Nicaraguans fed up with the inability of the last three conservative governments to improve life conditions for the majority of the population of one of Latinamerica's poorest countries have chosen a declared born again Social Democrat, former Marxist Ortega who has promised to respect the market economy and private property.

Electoral officials had yet to release final results from Sunday's presidential vote, but preliminary results with 62% of votes counted indicate Ortega has garnered almost 40% of the vote which is enough to ensure him a first-round victory and avoid a runoff. International observers, including former U.S. President Jimmy Carter, called the balloting free and fair.

"These results are final" said Roberto Courtney, who heads Ethics and Transparency stressing Mr Ortega's lead was "irreversible". The group deployed 11.000 electoral monitors during Sunday's voting.

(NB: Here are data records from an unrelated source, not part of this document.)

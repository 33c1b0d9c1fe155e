// Copyright (c) 2025 Steve Wagner (ciroque@live.com)
// SPDX-License-Identifier: MIT

use std::fmt::{Display, Formatter};

use serde::{Deserialize, Serialize};

/// Opaque, non-owning reference to a pipeline held by a `MediaSet`.
///
/// Holding a handle never keeps the pipeline alive; it has to be resolved
/// through `MediaSet::pipeline` each time.
#[derive(Debug, Clone, PartialEq, Eq, Hash, Serialize, Deserialize)]
#[serde(transparent)]
pub struct PipelineHandle(String);

impl PipelineHandle {
    pub fn new(id: impl Into<String>) -> Self {
        Self(id.into())
    }

    pub fn as_str(&self) -> &str {
        &self.0
    }
}

impl Display for PipelineHandle {
    fn fmt(&self, f: &mut Formatter<'_>) -> std::fmt::Result {
        f.write_str(&self.0)
    }
}

/// Identifier of a media object, unique within its `MediaSet`.
///
/// Object ids are prefixed with their pipeline id: `<pipeline>/<seq>_<Type>`.
#[derive(Debug, Clone, PartialEq, Eq, Hash, Serialize, Deserialize)]
#[serde(transparent)]
pub struct ObjectId(String);

impl ObjectId {
    pub fn new(id: impl Into<String>) -> Self {
        Self(id.into())
    }

    pub(crate) fn for_element(pipeline: &PipelineHandle, seq: u64, type_name: &str) -> Self {
        Self(format!("{}/{}_{}", pipeline, seq, type_name))
    }

    pub fn as_str(&self) -> &str {
        &self.0
    }
}

impl Display for ObjectId {
    fn fmt(&self, f: &mut Formatter<'_>) -> std::fmt::Result {
        f.write_str(&self.0)
    }
}

impl From<&str> for ObjectId {
    fn from(id: &str) -> Self {
        Self(id.to_string())
    }
}
// Copyright (c) 2025 Steve Wagner (ciroque@live.com)
// SPDX-License-Identifier: MIT

use thiserror::Error;

/// Errors that can occur while loading a configuration file
#[derive(Debug, Error)]
pub enum ConfigError {
    #[error("failed to read config file: {0}")]
    Io(#[from] std::io::Error),

    #[error("failed to parse config file: {0}")]
    Parse(#[from] serde_yaml::Error),

    /// One or more semantic checks failed after parsing
    #[error("Configuration validation failed:\n{}", render_all(.0))]
    Invalid(Vec<ValidationError>),
}

fn render_all(errors: &[ValidationError]) -> String {
    errors
        .iter()
        .map(|e| e.to_string())
        .collect::<Vec<_>>()
        .join("\n")
}

/// Errors found while validating a parsed configuration
#[derive(Debug, Clone, PartialEq, Error)]
pub enum ValidationError {
    /// Two pipelines or two elements share an id
    #[error("Duplicate {kind} id: '{id}'")]
    DuplicateId { kind: &'static str, id: String },

    /// An element names a pipeline that is not declared
    #[error("Element '{element_id}' references pipeline '{pipeline_id}' which does not exist")]
    UnknownPipeline {
        element_id: String,
        pipeline_id: String,
    },

    /// An element names a type that has no registered factory
    #[error("Element '{element_id}' has unknown type '{type_name}'")]
    UnknownElementType {
        element_id: String,
        type_name: String,
    },

    /// An element names a processing backend that does not exist
    #[error("Element '{element_id}' uses unknown processor '{processor}'")]
    UnknownProcessor {
        element_id: String,
        processor: String,
    },

    /// A filter setting is outside its accepted range
    #[error("{owner}: {source}")]
    InvalidSetting {
        owner: String,
        source: super::SettingsError,
    },
}
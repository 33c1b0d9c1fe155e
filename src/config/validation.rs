// Copyright (c) 2025 Steve Wagner (ciroque@live.com)
// SPDX-License-Identifier: MIT

//! Configuration validation.
//!
//! Checks run in a fixed order and every failure is collected, so a single
//! pass reports everything wrong with a file:
//!
//! 1. **Uniqueness**: pipeline ids and element ids are unique
//! 2. **References**: elements name a declared pipeline, a registered type
//!    and an available processor
//! 3. **Ranges**: defaults and per-element settings pass the setters' checks

use std::collections::HashSet;

use crate::backends::local::LocalProcessorFactory;
use crate::config::Config;
use crate::element::{check_edge_threshold, check_filter_type};
use crate::errors::ValidationError;
use crate::registry::FactoryRegistry;

/// Validate `cfg` against the types in `registry`.
pub fn validate_config(cfg: &Config, registry: &FactoryRegistry) -> Result<(), Vec<ValidationError>> {
    let mut errors = Vec::new();

    let pipeline_ids = collect_unique(cfg.pipelines.iter().map(|p| p.id.as_str()), "pipeline", &mut errors);
    collect_unique(cfg.elements.iter().map(|e| e.id.as_str()), "element", &mut errors);

    check_settings("defaults", Some(cfg.defaults.filter_type), Some(cfg.defaults.edge_threshold), &mut errors);
    if !LocalProcessorFactory::is_implementation_available(&cfg.defaults.processor) {
        errors.push(ValidationError::UnknownProcessor {
            element_id: "defaults".to_string(),
            processor: cfg.defaults.processor.clone(),
        });
    }

    for element in &cfg.elements {
        if !pipeline_ids.contains(element.pipeline.as_str()) {
            errors.push(ValidationError::UnknownPipeline {
                element_id: element.id.clone(),
                pipeline_id: element.pipeline.clone(),
            });
        }
        if !registry.contains(&element.type_name) {
            errors.push(ValidationError::UnknownElementType {
                element_id: element.id.clone(),
                type_name: element.type_name.clone(),
            });
        }
        if let Some(processor) = &element.processor {
            if !LocalProcessorFactory::is_implementation_available(processor) {
                errors.push(ValidationError::UnknownProcessor {
                    element_id: element.id.clone(),
                    processor: processor.clone(),
                });
            }
        }
        check_settings(&element.id, element.filter_type, element.edge_threshold, &mut errors);
    }

    if errors.is_empty() {
        Ok(())
    } else {
        Err(errors)
    }
}

fn collect_unique<'a>(
    ids: impl Iterator<Item = &'a str>,
    kind: &'static str,
    errors: &mut Vec<ValidationError>,
) -> HashSet<&'a str> {
    let mut seen = HashSet::new();
    for id in ids {
        if !seen.insert(id) {
            errors.push(ValidationError::DuplicateId {
                kind,
                id: id.to_string(),
            });
        }
    }
    seen
}

fn check_settings(
    owner: &str,
    filter_type: Option<i32>,
    edge_threshold: Option<i32>,
    errors: &mut Vec<ValidationError>,
) {
    let checks = [
        filter_type.map(check_filter_type),
        edge_threshold.map(check_edge_threshold),
    ];
    for source in checks.into_iter().flatten().filter_map(Result::err) {
        errors.push(ValidationError::InvalidSetting {
            owner: owner.to_string(),
            source,
        });
    }
}
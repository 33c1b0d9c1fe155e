// Copyright (c) 2025 Steve Wagner (ciroque@live.com)
// SPDX-License-Identifier: MIT

//! The plugin-sample filter element.
//!
//! A [`PluginSampleFilter`] is one configurable video filter placed in a
//! media pipeline. It owns its configuration state ([`FilterSettings`]) and
//! delegates the pixel work to a [`FrameProcessor`](crate::traits::FrameProcessor)
//! picked at construction. The remote surface (`connect`, `invoke`,
//! `serialize`) is implemented through [`MediaObject`](crate::traits::MediaObject)
//! and registered with the factory registry as [`PLUGIN_SAMPLE_MODULE`].

mod invoke;
mod plugin_sample;
mod settings;

pub use plugin_sample::{
    PluginSampleFilter, PLUGIN_SAMPLE_EVENTS, PLUGIN_SAMPLE_FIELDS, PLUGIN_SAMPLE_MODULE,
};
pub use settings::{check_edge_threshold, check_filter_type, FilterMode, FilterSettings};
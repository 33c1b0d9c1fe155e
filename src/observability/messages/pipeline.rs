// Copyright (c) 2025 Steve Wagner (ciroque@live.com)
// SPDX-License-Identifier: MIT

//! Message types for media set bookkeeping.

use std::fmt::{Display, Formatter};

use tracing::Span;

use super::StructuredLog;

/// Pipeline created.
///
/// # Log Level
/// `info!` - Important operational event
pub struct PipelineCreated<'a> {
    pub pipeline: &'a str,
    pub name: &'a str,
}

impl Display for PipelineCreated<'_> {
    fn fmt(&self, f: &mut Formatter) -> std::fmt::Result {
        write!(f, "Created pipeline '{}' ({})", self.name, self.pipeline)
    }
}

impl StructuredLog for PipelineCreated<'_> {
    fn log(&self) {
        tracing::info!(pipeline = self.pipeline, name = self.name, "{}", self);
    }

    fn span(&self, name: &str) -> Span {
        tracing::info_span!("pipeline", span_name = name, pipeline = self.pipeline)
    }
}

/// Pipeline released together with its children.
///
/// # Log Level
/// `info!` - Important operational event
pub struct PipelineReleased<'a> {
    pub pipeline: &'a str,
    pub children: usize,
}

impl Display for PipelineReleased<'_> {
    fn fmt(&self, f: &mut Formatter) -> std::fmt::Result {
        write!(
            f,
            "Released pipeline '{}' and {} child object(s)",
            self.pipeline, self.children
        )
    }
}

impl StructuredLog for PipelineReleased<'_> {
    fn log(&self) {
        tracing::info!(pipeline = self.pipeline, children = self.children, "{}", self);
    }

    fn span(&self, name: &str) -> Span {
        tracing::info_span!("pipeline", span_name = name, pipeline = self.pipeline)
    }
}

/// Object released.
///
/// # Log Level
/// `info!` - Important operational event
pub struct ObjectReleased<'a> {
    pub object_id: &'a str,
}

impl Display for ObjectReleased<'_> {
    fn fmt(&self, f: &mut Formatter) -> std::fmt::Result {
        write!(f, "Released object '{}'", self.object_id)
    }
}

impl StructuredLog for ObjectReleased<'_> {
    fn log(&self) {
        tracing::info!(object_id = self.object_id, "{}", self);
    }

    fn span(&self, name: &str) -> Span {
        tracing::info_span!("release", span_name = name, object_id = self.object_id)
    }
}

/// Element creation failed.
///
/// # Log Level
/// `error!` - Failure requiring attention
///
/// # Example
/// ```
/// use plugin_sample::observability::messages::pipeline::ElementCreationFailed;
///
/// let msg = ElementCreationFailed {
///     type_name: "PluginSampleFilter",
///     pipeline: "0_MediaPipeline",
///     reason: "unknown processor 'gpu_sobel'",
/// };
///
/// tracing::error!("{}", msg);
/// ```
pub struct ElementCreationFailed<'a> {
    pub type_name: &'a str,
    pub pipeline: &'a str,
    pub reason: &'a str,
}

impl Display for ElementCreationFailed<'_> {
    fn fmt(&self, f: &mut Formatter) -> std::fmt::Result {
        write!(
            f,
            "Failed to create '{}' in pipeline '{}': {}",
            self.type_name, self.pipeline, self.reason
        )
    }
}

impl StructuredLog for ElementCreationFailed<'_> {
    fn log(&self) {
        tracing::error!(
            type_name = self.type_name,
            pipeline = self.pipeline,
            reason = self.reason,
            "{}", self
        );
    }

    fn span(&self, name: &str) -> Span {
        tracing::error_span!(
            "create",
            span_name = name,
            type_name = self.type_name,
            pipeline = self.pipeline,
        )
    }
}
use std::sync::Arc;

use super::processors::*;
use crate::traits::FrameProcessor;

/// Factory for creating local (in-process) frame processors
pub struct LocalProcessorFactory;

impl LocalProcessorFactory {
    /// Create a processor instance by implementation name
    ///
    /// - "opencv_sample" -> OpenCvSampleProcessor (edges or grayscale, by filter type)
    /// - "grayscale" -> GrayscaleProcessor
    /// - "passthrough" -> PassthroughProcessor
    pub fn create_processor(impl_name: &str) -> Result<Arc<dyn FrameProcessor>, String> {
        match impl_name {
            "opencv_sample" => Ok(Arc::new(OpenCvSampleProcessor::new())),
            "grayscale" => Ok(Arc::new(GrayscaleProcessor::new())),
            "passthrough" => Ok(Arc::new(PassthroughProcessor::new())),
            _ => Err(format!(
                "Unknown local processor implementation: '{}'",
                impl_name
            )),
        }
    }

    /// List all available local processor implementations
    pub fn list_available_implementations() -> Vec<&'static str> {
        vec!["opencv_sample", "grayscale", "passthrough"]
    }

    /// Check if an implementation is available
    pub fn is_implementation_available(impl_name: &str) -> bool {
        Self::list_available_implementations().contains(&impl_name)
    }
}
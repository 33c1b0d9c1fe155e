// Copyright (c) 2025 Steve Wagner (ciroque@live.com)
// SPDX-License-Identifier: MIT

mod config;
mod invoke;
mod processing;
mod registry;

pub use config::{ConfigError, ValidationError};
pub use invoke::{InvokeError, SettingsError};
pub use processing::{ProcessingError, SerializationError};
pub use registry::RegistryError;
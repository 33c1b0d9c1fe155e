// Copyright (c) 2025 Steve Wagner (ciroque@live.com)
// SPDX-License-Identifier: MIT

use crate::config::consts::{DEFAULT_EDGE_THRESHOLD, DEFAULT_FILTER_TYPE, DEFAULT_PROCESSOR};
use crate::errors::ConfigError;
use crate::registry::FactoryRegistry;
use serde::Deserialize;
use serde_json::{Map, Value};
use std::fs;
use std::path::Path;

/// Main configuration structure for a plugin-sample session.
///
/// Describes the module-wide filter defaults, the pipelines to create, and
/// the elements to place in them. It is typically loaded from a YAML file.
///
/// # Fields
/// * `defaults` - Settings used when an element does not override them (optional)
/// * `pipelines` - Pipelines to create, referenced by elements through their `id`
/// * `elements` - Elements to construct, each inside one pipeline
///
/// # Example
/// ```yaml
/// defaults:
///   filter_type: 0
///   edge_threshold: 125
/// pipelines:
///   - id: main
/// elements:
///   - id: edges
///     type: PluginSampleFilter
///     pipeline: main
///     edge_threshold: 60
/// ```
#[derive(Debug, Deserialize)]
pub struct Config {
    #[serde(default)]
    pub defaults: FilterDefaults,
    #[serde(default)]
    pub pipelines: Vec<PipelineConfig>,
    #[serde(default)]
    pub elements: Vec<ElementConfig>,
}

/// Module-wide defaults handed to every filter factory.
///
/// # Fields
/// * `filter_type` - Filter mode, 0 for edges, 1 for grayscale (defaults to 0)
/// * `edge_threshold` - Edge-detection threshold in 0..=255 (defaults to 125)
/// * `processor` - Local processing backend (defaults to `opencv_sample`)
#[derive(Debug, Clone, PartialEq, Deserialize)]
#[serde(default, deny_unknown_fields)]
pub struct FilterDefaults {
    pub filter_type: i32,
    pub edge_threshold: i32,
    pub processor: String,
}

impl Default for FilterDefaults {
    fn default() -> Self {
        Self {
            filter_type: DEFAULT_FILTER_TYPE,
            edge_threshold: DEFAULT_EDGE_THRESHOLD,
            processor: DEFAULT_PROCESSOR.to_string(),
        }
    }
}

#[derive(Debug, Deserialize)]
#[serde(deny_unknown_fields)]
pub struct PipelineConfig {
    pub id: String,
    /// Display name; the `id` is used when absent.
    pub name: Option<String>,
}

impl PipelineConfig {
    pub fn display_name(&self) -> &str {
        self.name.as_deref().unwrap_or(&self.id)
    }
}

/// Configuration for a single element.
///
/// # Fields
/// * `id` - Unique identifier for this element within the config
/// * `type_name` - Registered type to construct (YAML key `type`)
/// * `pipeline` - `id` of the pipeline that hosts the element
/// * `processor` - Backend override
/// * `name` - Element name override
/// * `filter_type` / `edge_threshold` - Setting overrides
///
/// # Example
/// ```yaml
/// id: "gray"
/// type: PluginSampleFilter
/// pipeline: main
/// filter_type: 1
/// ```
#[derive(Debug, Clone, Deserialize)]
#[serde(deny_unknown_fields)]
pub struct ElementConfig {
    pub id: String,
    #[serde(rename = "type")]
    pub type_name: String,
    pub pipeline: String,
    pub processor: Option<String>,
    pub name: Option<String>,
    pub filter_type: Option<i32>,
    pub edge_threshold: Option<i32>,
}

impl ElementConfig {
    /// Constructor parameters in the host's wire shape. Only overrides are
    /// included; the factory fills the rest from the module defaults.
    pub fn constructor_params(&self) -> Value {
        let mut params = Map::new();
        params.insert(
            "name".to_string(),
            Value::from(self.name.as_deref().unwrap_or(&self.id)),
        );
        if let Some(processor) = &self.processor {
            params.insert("processor".to_string(), Value::from(processor.as_str()));
        }
        if let Some(filter_type) = self.filter_type {
            params.insert("filterType".to_string(), Value::from(filter_type));
        }
        if let Some(edge_threshold) = self.edge_threshold {
            params.insert("edgeThreshold".to_string(), Value::from(edge_threshold));
        }
        Value::Object(params)
    }
}

/// Load a config from a YAML file
pub fn load_config<P: AsRef<Path>>(path: P) -> Result<Config, ConfigError> {
    let content = fs::read_to_string(path)?;
    let cfg: Config = serde_yaml::from_str(&content)?;
    Ok(cfg)
}

/// Load and validate a config from a YAML file
///
/// Validation runs against the builtin factory registry: ids must be
/// unique, references must resolve, and every setting must be in range.
pub fn load_and_validate_config<P: AsRef<Path>>(path: P) -> Result<Config, ConfigError> {
    let cfg = load_config(path)?;
    crate::config::validate_config(&cfg, &FactoryRegistry::builtin()).map_err(ConfigError::Invalid)?;
    Ok(cfg)
}

#[cfg(test)]
mod tests {
    use super::*;
    use serde_json::json;
    use std::io::Write;

    #[test]
    fn parse_basic_config() {
        let yaml = r#"
pipelines:
  - id: main
elements:
  - id: edges
    type: PluginSampleFilter
    pipeline: main
    edge_threshold: 60
"#;

        let cfg: Config = serde_yaml::from_str(yaml).unwrap();
        assert_eq!(cfg.defaults, FilterDefaults::default());
        assert_eq!(cfg.pipelines.len(), 1);
        assert_eq!(cfg.elements[0].type_name, "PluginSampleFilter");
        assert_eq!(cfg.elements[0].edge_threshold, Some(60));
        assert_eq!(cfg.elements[0].filter_type, None);
    }

    #[test]
    fn test_partial_defaults_override() {
        let yaml = r#"
defaults:
  edge_threshold: 40
"#;

        let cfg: Config = serde_yaml::from_str(yaml).unwrap();
        assert_eq!(cfg.defaults.edge_threshold, 40);
        assert_eq!(cfg.defaults.filter_type, 0);
        assert_eq!(cfg.defaults.processor, "opencv_sample");
        assert!(cfg.elements.is_empty());
    }

    #[test]
    fn test_misspelled_keys_are_rejected() {
        let element_typo = r#"
pipelines:
  - id: main
elements:
  - id: edges
    type: PluginSampleFilter
    pipeline: main
    edge_treshold: 10
"#;
        let mut file = tempfile::NamedTempFile::new().unwrap();
        file.write_all(element_typo.as_bytes()).unwrap();
        let err = load_config(file.path()).unwrap_err();
        assert!(matches!(err, ConfigError::Parse(_)));
        assert!(err.to_string().contains("edge_treshold"));

        let defaults_typo = r#"
defaults:
  filter_typ: 1
"#;
        assert!(serde_yaml::from_str::<Config>(defaults_typo).is_err());
    }

    #[test]
    fn test_constructor_params_only_carry_overrides() {
        let element = ElementConfig {
            id: "gray".to_string(),
            type_name: "PluginSampleFilter".to_string(),
            pipeline: "main".to_string(),
            processor: None,
            name: None,
            filter_type: Some(1),
            edge_threshold: None,
        };

        assert_eq!(
            element.constructor_params(),
            json!({"name": "gray", "filterType": 1})
        );
    }

    #[test]
    fn test_load_and_validate_valid_config() {
        let yaml = r#"
pipelines:
  - id: main
    name: Main pipeline
elements:
  - id: edges
    type: PluginSampleFilter
    pipeline: main
"#;
        let mut file = tempfile::NamedTempFile::new().unwrap();
        file.write_all(yaml.as_bytes()).unwrap();

        let cfg = load_and_validate_config(file.path()).unwrap();
        assert_eq!(cfg.pipelines[0].display_name(), "Main pipeline");
    }

    #[test]
    fn test_load_and_validate_unknown_pipeline() {
        let yaml = r#"
pipelines:
  - id: main
elements:
  - id: edges
    type: PluginSampleFilter
    pipeline: side
"#;
        let mut file = tempfile::NamedTempFile::new().unwrap();
        file.write_all(yaml.as_bytes()).unwrap();

        let error_msg = load_and_validate_config(file.path()).unwrap_err().to_string();
        assert!(error_msg.contains("Configuration validation failed"));
        assert!(error_msg.contains("references pipeline 'side' which does not exist"));
    }

    #[test]
    fn test_load_config_missing_file() {
        let dir = tempfile::tempdir().unwrap();
        let result = load_config(dir.path().join("absent.yaml"));
        assert!(matches!(result, Err(ConfigError::Io(_))));
    }

    #[test]
    fn test_load_config_bad_yaml() {
        let mut file = tempfile::NamedTempFile::new().unwrap();
        file.write_all(b"elements: {not: [a, list").unwrap();
        assert!(matches!(load_config(file.path()), Err(ConfigError::Parse(_))));
    }
}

His closest rival Harvard-educated banker Eduardo Montealegre trailed Ortega by at least seven percentage points. But Montealegre and two other candidates refused to recognize Ortega's victory, saying they would wait until all the votes had been counted. "This isn't over until the last vote has been counted," Montealegre said.

The United States, which has threatened to pull aid from an Ortega government, also said it was too soon to declare the Sandinista leader a winner.

A divided opposition and a new law lowering the vote share needed to win from 45% to 40% paved the way for Ortega's victory. An undeniably divisive figure, Ortega, 60, is despised and distrusted by many among the 60% who voted for his four opponents.

But this election became a referendum on the last 16 years of free-market policies. Privatizations and pro-investment policies in Nicaragua have yielded mediocre growth, heavy taxation of the poor and a drop in real salaries, according to official statistics.

One million Nicaraguan youngsters in a country of 5.6 million people are not enrolled in school, because they cannot afford fees, uniforms or materials or because they must work to support their families, according to Education Ministry figures.

The decline in health spending since 1990 has also been dramatic. The Sandinistas spent an average of 30 US dollars per person per year on health while holding power from 1979 to 1990, more than twice the 13 US dollars being spent by the current government, according to a World Bank-commissioned study.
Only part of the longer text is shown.